It’s often said that the key to a good defense is a strong offense. Paradox Interactive takes that expression to heart in their latest Tower-Defense game, Defenders of Ardania (DoA). DoA is set in the Majesty world, but unlike its predecessors Majesty and Majesty 2 which were Real Time Strategy games, DoA is a Tower-Defense style game…with a twist. While the majority of the game is Tower-Defense, it incorporates elements of an RTS game making you play both defensively and offensively at the same time. While it’s an interesting concept, the idea doesn’t feel fully developed in the game making it feel the unique addition subtracts instead of adds to the overall experience.
As mentioned, the game takes place in the Majesty universe. The story is rather simple in that you are King and you find yourself under attack from an undead enemy. You join forces with various characters/groups throughout the game and march across the land trying to figure out the source of the undead problem and how to rid your world of it. Through the single player, you are guided by an aid that sounds a bit like Saturday Night Live’s parody of Jeopardy Sean Connery, giving a light and comical feel to the game. The game’s visual design matches this tone nicely. Soft warm colors paint the various landscapes. You’ll find yourself marching through city streets, open country sides, labyrinths, beach sides, swamps, and more; each one with its own distinctive art style.
The overall goal of each round is to protect your castle while attempting to destroy your opponent’s castle. Gameplay centers around 2 parts running simultaneously.
Part 1: Tower-Defense. You’re able to construct various towers, each with their own strength and weakness with damage, speed, distance, durability…etc…etc. Positioning of your towers plays a key role in strategy. Not only can you block various paths the enemy can take, but certain spaces on the map gives various perks. While you build up your base, your opponent is doing the same so you often must act quickly to beat an opponent to certain spaces.
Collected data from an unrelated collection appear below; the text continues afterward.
//! Core Error Types
//!
//! Startup and process-level failures of the gateway: reading and validating
//! configuration, wiring services, binding the listener. Request-path failures
//! have their own enums (`LlmError`, `CascadeError`, `PipelineError`) and never
//! become a `CoreError`.

use thiserror::Error;

#[derive(Error, Debug)]
pub enum CoreError {
    /// A setting that cannot be used as given (bad PORT, unbindable address,
    /// HTTP client or route table that cannot be built)
    #[error("Configuration error: {0}")]
    Config(String),

    /// The config file exists but is not valid TOML for `GatewayConfig`
    #[error("Parse error: {0}")]
    Parse(String),

    /// Well-formed configuration that the cascade cannot run with
    #[error("Validation error: {0}")]
    Validation(String),

    #[error("I/O error: {0}")]
    Io(#[from] std::io::Error),

    /// The HTTP server stopped with an error
    #[error("Server error: {0}")]
    Server(String),
}

pub type CoreResult<T> = Result<T, CoreError>;

impl CoreError {
    pub fn config(msg: impl Into<String>) -> Self {
        Self::Config(msg.into())
    }

    pub fn parse(msg: impl Into<String>) -> Self {
        Self::Parse(msg.into())
    }

    pub fn validation(msg: impl Into<String>) -> Self {
        Self::Validation(msg.into())
    }

    pub fn server(msg: impl Into<String>) -> Self {
        Self::Server(msg.into())
    }

    /// Whether fixing the config file (rather than the environment) resolves it.
    pub fn is_config_file_problem(&self) -> bool {
        matches!(self, CoreError::Parse(_) | CoreError::Validation(_))
    }
}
Part 2: RTS-Style Assault. This is the offensive side of the game. Currency, in the form of recharging mana, allows you to build up credits which can be used to launch various units. Once the unit is selected, you unleash a wave of them that set forth toward your enemy’s castle. Like towers, you have your various flavors of units. Fast and light armored, slow and strong, some that can fly, some that can attack other units or enemy towers, etc…
There are times in this game where the combination of these two parts work really well together. It creates events where it feels frantic, but in a good way, as you rush to think on multiple levels. Sadly though, these bright and fun moments are few and far between moments that aren’t so shiny. The single player campaign feels like a large tutorial for the online play. Every mission seems to give you a new tool or element of game play to work with. Most of the time though, the new element isn’t explained well or you’re not given proper time to learn about it. For example, one level introduces a new tower you can build. The game forces you to build this tower and does not allow you to do anything else until you do. However, you’re unable to build the new tower until a long monologue by your guide is completed. As you sit there waiting to go, you realize the game has already started and your enemy is already moving and you can’t do anything about it till the AI shuts up. This happens several more times throughout the main campaign. Even if a few enemies make it to your base because of this, it’s not a major set back due to the length of the matches usually gives you enough time to recover. Yet the length of the matches soon becomes another issue.
More often than not, matches in both single player and online go on for far too long. Combined with the fact that the key to victory is mostly through a “rinse and repeat” action through sending wave, after wave, after wave, after…(you get the point), creates games that drag on past being fun and become a large repetitive wheel crawling slowly forward. Perhaps the saving grace of the single player is the fact that the enemy AI is not given a “Repair Base” power so enemies cannot extend the length of a match any more than it has to. Multiplayer is another story. All players are given the repair function causing matches to last up into hours. One game in particular I had to forfeit even though I was winning, but winning at such a slow pace that I could tell after 45 minutes of game play, I would have needed an additional 30-60 minutes to win. The matches did improve when able to play with a friend and it was agreed to not use the repair power.
And speaking of the online community, it needs to be noted that the number of players available online currently is slim at best. Most of the time, the servers are empty for both PC and 360 and the only way to get a game started is to schedule one with a friend in advance.
There is a lot of potential for this game and it has some great concepts. It is definitely worth checking out if you are an avid Tower-Defense player and are looking for a new twist to the genre, but I highly recommend checking out the demo first and trying it before buying it. Defenders of Ardania is available for PC and Xbox 360 Live for $14.99 (1200 Microsoft Points). There is also an iPad version available for $4.99 (iPad version not included in this review).